The study used six participants — three men and three women — who were aged 20 to 34. In order to train and test the algorithm, the researchers had each participant wear a standard pulse oximeter on one finger and then simultaneously place another finger on the same hand over a smartphone’s camera and flash.
“The camera is recording a video: Every time your heart beats, fresh blood flows through the part illuminated by the flash,” says senior author Edward Wang, who started this project as a University of Washington doctoral student studying electrical and computer engineering and is now an assistant professor at UC San Diego’s Design Lab and the Department of Electrical and Computer Engineering.
“The camera records how much that blood absorbs the light from the flash in each of the three color channels it measures: red, green and blue. Then we can feed those intensity measurements into our deep-learning model.”
Typically, smartphone light can get scattered around the many components that make up a human finger, which means that there is a lot of noise in the data. Deep learning was used to see through the noise and help find patterns that would otherwise be difficult to discern, co-lead author Varun Viswanath explains.
The team says that when they delivered a controlled mixture of nitrogen and oxygen to six subjects to artificially bring their blood oxygen levels down, the smartphone app correctly predicted whether the subject had low blood oxygen levels 80% of the time.
“Other smartphone apps that do this were developed by asking people to hold their breath. But people get very uncomfortable and have to breathe after a minute or so, and that’s before their blood-oxygen levels have gone down far enough to represent the full range of clinically relevant data,” co-lead author Jason Hoffman, a University of Wasthington doctoral student in the Paul G. Allen School of Computer Science and Engineering says.
“With our test, we’re able to gather 15 minutes of data from each subject. Our data shows that smartphones could work well right in the critical threshold range.”
The researchers say that not only does the method work well, but it also uses a device that basically everyone has already which theoretically makes at-home blood oxygen reading simple and available to just about everyone.

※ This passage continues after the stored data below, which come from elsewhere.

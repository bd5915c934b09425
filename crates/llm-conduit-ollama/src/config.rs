//! Ollama provider configuration.

use std::sync::Arc;
use std::time::Duration;

use llm_conduit::json::{JsonBackend, default_backend};

/// Configuration for the Ollama provider.
///
/// ```rust
/// use llm_conduit_ollama::OllamaConfig;
///
/// let config = OllamaConfig {
///     model: "qwen3".into(),
///     ..Default::default()
/// };
/// ```
#[derive(Debug, Clone)]
pub struct OllamaConfig {
    /// Model identifier (e.g. `"llama3.2"`, `"mistral"`).
    pub model: String,
    /// Base URL of the Ollama server.
    pub base_url: String,
    /// Request timeout. `None` uses reqwest's default.
    pub timeout: Option<Duration>,
    /// Shared HTTP client. A new one is built when `None`.
    pub client: Option<reqwest::Client>,
    /// JSON backend for stream lines.
    pub json: Arc<dyn JsonBackend>,
}

impl Default for OllamaConfig {
    fn default() -> Self {
        Self {
            model: "llama3.2".into(),
            base_url: "http://localhost:11434".into(),
            timeout: None,
            client: None,
            json: default_backend(),
        }
    }
}
//! Uniform read-only view over a completed response body.
//!
//! [`Response`] wraps a [`ResponseBody`] regardless of where it came
//! from: a provider's non-streaming JSON converted in one go, or an
//! accumulator drained by a [`StreamingResponse`](crate::StreamingResponse).
//! None of its accessors fail. Missing data reads as empty.

use serde_json::Value;

use crate::accumulator::{ChoiceSlot, ResponseAccumulator, ResponseBody, StreamState};
use crate::chat::{Content, Message, StopReason, ToolArguments, ToolCall};
use crate::json::{JsonBackend, SerdeJson};
use crate::usage::Usage;

/// How the body behind a [`Response`] came to an end.
#[derive(Debug, Clone, PartialEq, Eq, Default)]
pub enum StreamOutcome {
    /// The full response was received.
    #[default]
    Complete,
    /// The transport closed cleanly before the dialect's end marker. The
    /// body holds everything sent, but the model may not have finished.
    Unterminated,
    /// The stream stopped early; the body holds whatever arrived first.
    Aborted {
        /// Why the stream stopped.
        reason: String,
    },
}

/// A completed response.
#[derive(Debug, Clone, PartialEq)]
pub struct Response {
    body: ResponseBody,
    messages: Vec<Message>,
    outcome: StreamOutcome,
}

impl Response {
    /// Wraps a complete body, parsing tool arguments with `serde_json`.
    pub fn from_body(body: ResponseBody) -> Self {
        Self::from_body_with(body, &SerdeJson)
    }

    /// Wraps a complete body, parsing tool arguments with `json`.
    pub fn from_body_with(body: ResponseBody, json: &dyn JsonBackend) -> Self {
        let messages = body
            .choices
            .iter()
            .map(|(&index, slot)| to_message(index, slot, json))
            .collect();
        Self {
            body,
            messages,
            outcome: StreamOutcome::Complete,
        }
    }

    /// Wraps the final state of a stream.
    ///
    /// An accumulator that never reached a terminal state is treated as
    /// aborted.
    pub fn from_accumulator(acc: ResponseAccumulator, json: &dyn JsonBackend) -> Self {
        let outcome = match acc.state() {
            StreamState::Completed if acc.is_unterminated() => StreamOutcome::Unterminated,
            StreamState::Completed => StreamOutcome::Complete,
            StreamState::Aborted => StreamOutcome::Aborted {
                reason: acc.abort_reason().unwrap_or("aborted").to_owned(),
            },
            StreamState::Receiving => StreamOutcome::Aborted {
                reason: "stream not finished".into(),
            },
        };
        Self::from_body_with(acc.into_body(), json).with_outcome(outcome)
    }

    /// Replaces the outcome.
    #[must_use]
    pub fn with_outcome(mut self, outcome: StreamOutcome) -> Self {
        self.outcome = outcome;
        self
    }

    /// One message per choice, in choice-index order. Possibly empty.
    pub fn choices(&self) -> &[Message] {
        &self.messages
    }

    /// Alias of [`choices`](Self::choices).
    pub fn messages(&self) -> &[Message] {
        &self.messages
    }

    /// The first choice, if any.
    pub fn message(&self) -> Option<&Message> {
        self.messages.first()
    }

    /// Text of the first choice, or `""`.
    pub fn text(&self) -> &str {
        self.message().and_then(Message::text).unwrap_or_default()
    }

    /// Token usage. All zeros when the provider sent none.
    pub fn usage(&self) -> Usage {
        self.body.usage.clone().unwrap_or_default()
    }

    /// The model the provider reported, if any.
    pub fn model(&self) -> Option<&str> {
        self.body.model.as_deref()
    }

    /// The provider's response id, if any.
    pub fn id(&self) -> Option<&str> {
        self.body.id.as_deref()
    }

    /// Tool calls of the first choice.
    pub fn tool_calls(&self) -> &[ToolCall] {
        self.message()
            .map(|m| m.tool_calls.as_slice())
            .unwrap_or_default()
    }

    /// Why the first choice stopped, if known.
    pub fn stop_reason(&self) -> Option<StopReason> {
        self.message().and_then(|m| m.finish_reason)
    }

    /// Whether the body is complete.
    pub fn outcome(&self) -> &StreamOutcome {
        &self.outcome
    }

    /// `true` only for [`StreamOutcome::Complete`].
    pub fn is_complete(&self) -> bool {
        self.outcome == StreamOutcome::Complete
    }

    /// The underlying body.
    pub fn body(&self) -> &ResponseBody {
        &self.body
    }
}

fn to_message(index: u32, slot: &ChoiceSlot, json: &dyn JsonBackend) -> Message {
    let tool_calls = slot
        .tool_calls
        .values()
        .map(|fragment| ToolCall {
            id: fragment.id.clone().unwrap_or_default(),
            name: fragment.name.clone().unwrap_or_default(),
            arguments: parse_arguments(&fragment.arguments, json),
        })
        .collect();

    Message {
        role: slot.role.unwrap_or_default(),
        content: Content::Text(slot.content.clone()),
        tool_calls,
        tool_call_id: None,
        index,
        finish_reason: slot.finish_reason,
        annotations: slot.annotations.clone(),
        reasoning: (!slot.reasoning.is_empty()).then(|| slot.reasoning.clone()),
    }
}

/// Empty text means a call with no arguments.
fn parse_arguments(text: &str, json: &dyn JsonBackend) -> ToolArguments {
    if text.trim().is_empty() {
        return ToolArguments::Parsed(Value::Object(serde_json::Map::new()));
    }
    match json.parse(text) {
        Ok(value) => ToolArguments::Parsed(value),
        Err(e) => {
            tracing::debug!(error = %e, "tool arguments kept as raw text");
            ToolArguments::Raw(text.to_owned())
        }
    }
}
//! The in-progress body of a streaming response.
//!
//! A [`ResponseAccumulator`] owns one [`ResponseBody`] and applies the
//! writes a [`StreamDecoder`](crate::StreamDecoder) derives from each
//! decoded chunk. Every provider's non-streaming conversion produces the
//! same [`ResponseBody`], so the [`Response`](crate::Response) adapter
//! reads a drained stream exactly as it reads a buffered body.
//!
//! Text and tool-call arguments only ever grow. Usage and finish reasons
//! are overwritten. Once the stream reaches a terminal state
//! ([`StreamState::Completed`] or [`StreamState::Aborted`]) all writes
//! are ignored.

use std::collections::BTreeMap;

use serde::{Deserialize, Serialize};
use serde_json::Value;

use crate::chat::{Role, StopReason};
use crate::stream::StreamEvent;
use crate::usage::Usage;

/// A provider-agnostic response body.
#[derive(Debug, Clone, PartialEq, Default, Serialize, Deserialize)]
pub struct ResponseBody {
    /// Provider-assigned response identifier.
    #[serde(default, skip_serializing_if = "Option::is_none")]
    pub id: Option<String>,
    /// The model that produced the response, as the provider reported it.
    #[serde(default, skip_serializing_if = "Option::is_none")]
    pub model: Option<String>,
    /// Choices keyed by the provider's own choice index.
    #[serde(default)]
    pub choices: BTreeMap<u32, ChoiceSlot>,
    /// The latest usage block, if the provider sent one.
    #[serde(default, skip_serializing_if = "Option::is_none")]
    pub usage: Option<Usage>,
}

impl ResponseBody {
    /// Returns the choice at `index`, creating an empty one if needed.
    pub fn choice_mut(&mut self, index: u32) -> &mut ChoiceSlot {
        self.choices.entry(index).or_default()
    }

    /// `true` when nothing at all has been recorded.
    pub fn is_empty(&self) -> bool {
        self.id.is_none() && self.model.is_none() && self.choices.is_empty() && self.usage.is_none()
    }
}

/// One choice (or candidate) of a response.
#[derive(Debug, Clone, PartialEq, Default, Serialize, Deserialize)]
pub struct ChoiceSlot {
    /// The role the provider assigned, usually on the first chunk.
    #[serde(default, skip_serializing_if = "Option::is_none")]
    pub role: Option<Role>,
    /// Concatenated text output.
    #[serde(default)]
    pub content: String,
    /// Concatenated reasoning/thinking output.
    #[serde(default, skip_serializing_if = "String::is_empty")]
    pub reasoning: String,
    /// Tool calls keyed by the provider's call index.
    #[serde(default, skip_serializing_if = "BTreeMap::is_empty")]
    pub tool_calls: BTreeMap<u32, ToolCallFragment>,
    /// Why generation stopped, once known.
    #[serde(default, skip_serializing_if = "Option::is_none")]
    pub finish_reason: Option<StopReason>,
    /// Citations and similar provider annotations.
    #[serde(default, skip_serializing_if = "Vec::is_empty")]
    pub annotations: Vec<Value>,
}

impl ChoiceSlot {
    /// Returns the tool call at `index`, creating an empty one if needed.
    pub fn tool_call_mut(&mut self, index: u32) -> &mut ToolCallFragment {
        self.tool_calls.entry(index).or_default()
    }
}

/// A tool call whose arguments may still be arriving.
#[derive(Debug, Clone, PartialEq, Eq, Default, Serialize, Deserialize)]
pub struct ToolCallFragment {
    /// Call identifier, once the provider has sent it.
    #[serde(default, skip_serializing_if = "Option::is_none")]
    pub id: Option<String>,
    /// Tool name, once the provider has sent it.
    #[serde(default, skip_serializing_if = "Option::is_none")]
    pub name: Option<String>,
    /// Argument JSON text, concatenated in arrival order.
    #[serde(default)]
    pub arguments: String,
}

/// Lifecycle of one streaming operation.
#[derive(Debug, Clone, Copy, PartialEq, Eq, Default)]
pub enum StreamState {
    /// Chunks are still being applied.
    #[default]
    Receiving,
    /// The end sentinel was seen or the transport closed cleanly.
    Completed,
    /// The transport failed or the consumer gave up early.
    Aborted,
}

impl StreamState {
    /// `true` for [`Completed`](Self::Completed) and [`Aborted`](Self::Aborted).
    pub fn is_terminal(self) -> bool {
        !matches!(self, Self::Receiving)
    }
}

/// Mutable state of one streaming response.
///
/// Only the decoder of the owning stream writes to it. Each effective
/// write also records a normalized [`StreamEvent`], which the streaming
/// handle hands to callers.
#[derive(Debug, Default)]
pub struct ResponseAccumulator {
    body: ResponseBody,
    state: StreamState,
    abort_reason: Option<String>,
    unterminated: bool,
    events: Vec<StreamEvent>,
    chunks: usize,
}

impl ResponseAccumulator {
    /// Creates an empty accumulator in the [`Receiving`](StreamState::Receiving) state.
    pub fn new() -> Self {
        Self::default()
    }

    fn writable(&self, field: &'static str) -> bool {
        if self.state.is_terminal() {
            tracing::trace!(field, state = ?self.state, "write after stream end ignored");
            return false;
        }
        true
    }

    /// Sets the response id. Later values overwrite earlier ones.
    pub fn set_id(&mut self, id: &str) {
        if self.writable("id") && !id.is_empty() {
            self.body.id = Some(id.to_owned());
        }
    }

    /// Sets the model name. Later values overwrite earlier ones.
    pub fn set_model(&mut self, model: &str) {
        if self.writable("model") && !model.is_empty() {
            self.body.model = Some(model.to_owned());
        }
    }

    /// Sets the role of choice `index`, creating the choice if needed.
    pub fn set_role(&mut self, index: u32, role: Role) {
        if self.writable("role") {
            self.body.choice_mut(index).role = Some(role);
        }
    }

    /// Appends a text delta to choice `index`.
    pub fn append_text(&mut self, index: u32, text: &str) {
        if !self.writable("content") {
            return;
        }
        let slot = self.body.choice_mut(index);
        if text.is_empty() {
            return;
        }
        slot.content.push_str(text);
        self.events.push(StreamEvent::TextDelta {
            index,
            text: text.to_owned(),
        });
    }

    /// Appends a reasoning delta to choice `index`.
    pub fn append_reasoning(&mut self, index: u32, text: &str) {
        if !self.writable("reasoning") {
            return;
        }
        let slot = self.body.choice_mut(index);
        if text.is_empty() {
            return;
        }
        slot.reasoning.push_str(text);
        self.events.push(StreamEvent::ReasoningDelta {
            index,
            text: text.to_owned(),
        });
    }

    /// Applies one tool-call fragment.
    ///
    /// `id` and `name` are set only when present and non-empty, the last
    /// such value winning. `arguments` is appended and never reset.
    pub fn tool_call_delta(
        &mut self,
        index: u32,
        call_index: u32,
        id: Option<&str>,
        name: Option<&str>,
        arguments: Option<&str>,
    ) {
        if !self.writable("tool_calls") {
            return;
        }
        let id = id.filter(|s| !s.is_empty());
        let name = name.filter(|s| !s.is_empty());
        let arguments = arguments.unwrap_or_default();

        let fragment = self.body.choice_mut(index).tool_call_mut(call_index);
        if let Some(id) = id {
            fragment.id = Some(id.to_owned());
        }
        if let Some(name) = name {
            fragment.name = Some(name.to_owned());
        }
        fragment.arguments.push_str(arguments);

        if id.is_some() || name.is_some() || !arguments.is_empty() {
            self.events.push(StreamEvent::ToolCallDelta {
                index,
                call_index,
                id: id.map(str::to_owned),
                name: name.map(str::to_owned),
                arguments: arguments.to_owned(),
            });
        }
    }

    /// Number of tool calls recorded so far for choice `index`.
    pub fn tool_call_count(&self, index: u32) -> usize {
        self.body
            .choices
            .get(&index)
            .map_or(0, |slot| slot.tool_calls.len())
    }

    /// Attaches a provider annotation (citation, URL reference) to choice `index`.
    pub fn add_annotation(&mut self, index: u32, annotation: Value) {
        if self.writable("annotations") {
            self.body.choice_mut(index).annotations.push(annotation);
        }
    }

    /// Sets why choice `index` stopped. Later values overwrite earlier ones.
    pub fn set_finish_reason(&mut self, index: u32, reason: StopReason) {
        if self.writable("finish_reason") {
            self.body.choice_mut(index).finish_reason = Some(reason);
            self.events.push(StreamEvent::Finish { index, reason });
        }
    }

    /// Replaces the usage block.
    ///
    /// Providers report cumulative counters, so the new value overwrites
    /// rather than adds to the previous one.
    pub fn set_usage(&mut self, usage: Usage) {
        if self.writable("usage") {
            self.events.push(StreamEvent::Usage(usage.clone()));
            self.body.usage = Some(usage);
        }
    }

    /// The latest usage block, if any.
    pub fn usage(&self) -> Option<&Usage> {
        self.body.usage.as_ref()
    }

    /// Marks one decoded chunk as applied.
    pub fn record_chunk(&mut self) {
        if !self.state.is_terminal() {
            self.chunks += 1;
        }
    }

    /// Number of decoded chunks applied so far.
    pub fn chunks_applied(&self) -> usize {
        self.chunks
    }

    /// Transitions to [`Completed`](StreamState::Completed).
    ///
    /// Returns `false` if the stream had already ended.
    pub fn complete(&mut self) -> bool {
        if self.state.is_terminal() {
            return false;
        }
        self.state = StreamState::Completed;
        true
    }

    /// Completes on a clean close that came before the dialect's end marker.
    ///
    /// Returns `false` if the stream had already ended.
    pub fn complete_unterminated(&mut self) -> bool {
        if !self.complete() {
            return false;
        }
        self.unterminated = true;
        true
    }

    /// `true` when the stream completed without its end marker.
    pub fn is_unterminated(&self) -> bool {
        self.unterminated
    }

    /// Transitions to [`Aborted`](StreamState::Aborted), keeping the partial body.
    ///
    /// Returns `false` if the stream had already ended.
    pub fn abort(&mut self, reason: impl Into<String>) -> bool {
        if self.state.is_terminal() {
            return false;
        }
        self.state = StreamState::Aborted;
        self.abort_reason = Some(reason.into());
        true
    }

    /// The current lifecycle state.
    pub fn state(&self) -> StreamState {
        self.state
    }

    /// `true` once completed or aborted.
    pub fn is_terminal(&self) -> bool {
        self.state.is_terminal()
    }

    /// Why the stream was aborted, if it was.
    pub fn abort_reason(&self) -> Option<&str> {
        self.abort_reason.as_deref()
    }

    /// The body as accumulated so far.
    pub fn body(&self) -> &ResponseBody {
        &self.body
    }

    /// A copy of the body for progress reads while streaming.
    ///
    /// Fields are not guaranteed consistent with each other: a later
    /// snapshot may show usage for text an earlier one did not contain.
    pub fn snapshot(&self) -> ResponseBody {
        self.body.clone()
    }

    /// `true` when nothing has been recorded.
    pub fn is_empty(&self) -> bool {
        self.body.is_empty()
    }

    /// Takes the events recorded since the last call.
    pub fn drain_events(&mut self) -> Vec<StreamEvent> {
        std::mem::take(&mut self.events)
    }

    /// Consumes the accumulator, returning the body.
    pub fn into_body(self) -> ResponseBody {
        self.body
    }
}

“This way you could have multiple measurements with your own device at either no cost or low cost,” says co-author Dr. Matthew Thompson, professor of family medicine in the University of Washington School of Medicine.
“In an ideal world, this information could be seamlessly transmitted to a doctor’s office. This would be really beneficial for telemedicine appointments or for triage nurses to be able to quickly determine whether patients need to go to the emergency department or if they can continue to rest at home and make an appointment with their primary care provider later.”
The team hopes to continue the research by expanding the pool of users who the algorithm was tested on.
“It’s so important to do a study like this,” Wang says. “Traditional medical devices go through rigorous testing. But computer science research is still just starting to dig its teeth into using machine learning for biomedical device development and we’re all still learning. By forcing ourselves to be rigorous, we’re forcing ourselves to learn how to do things right.”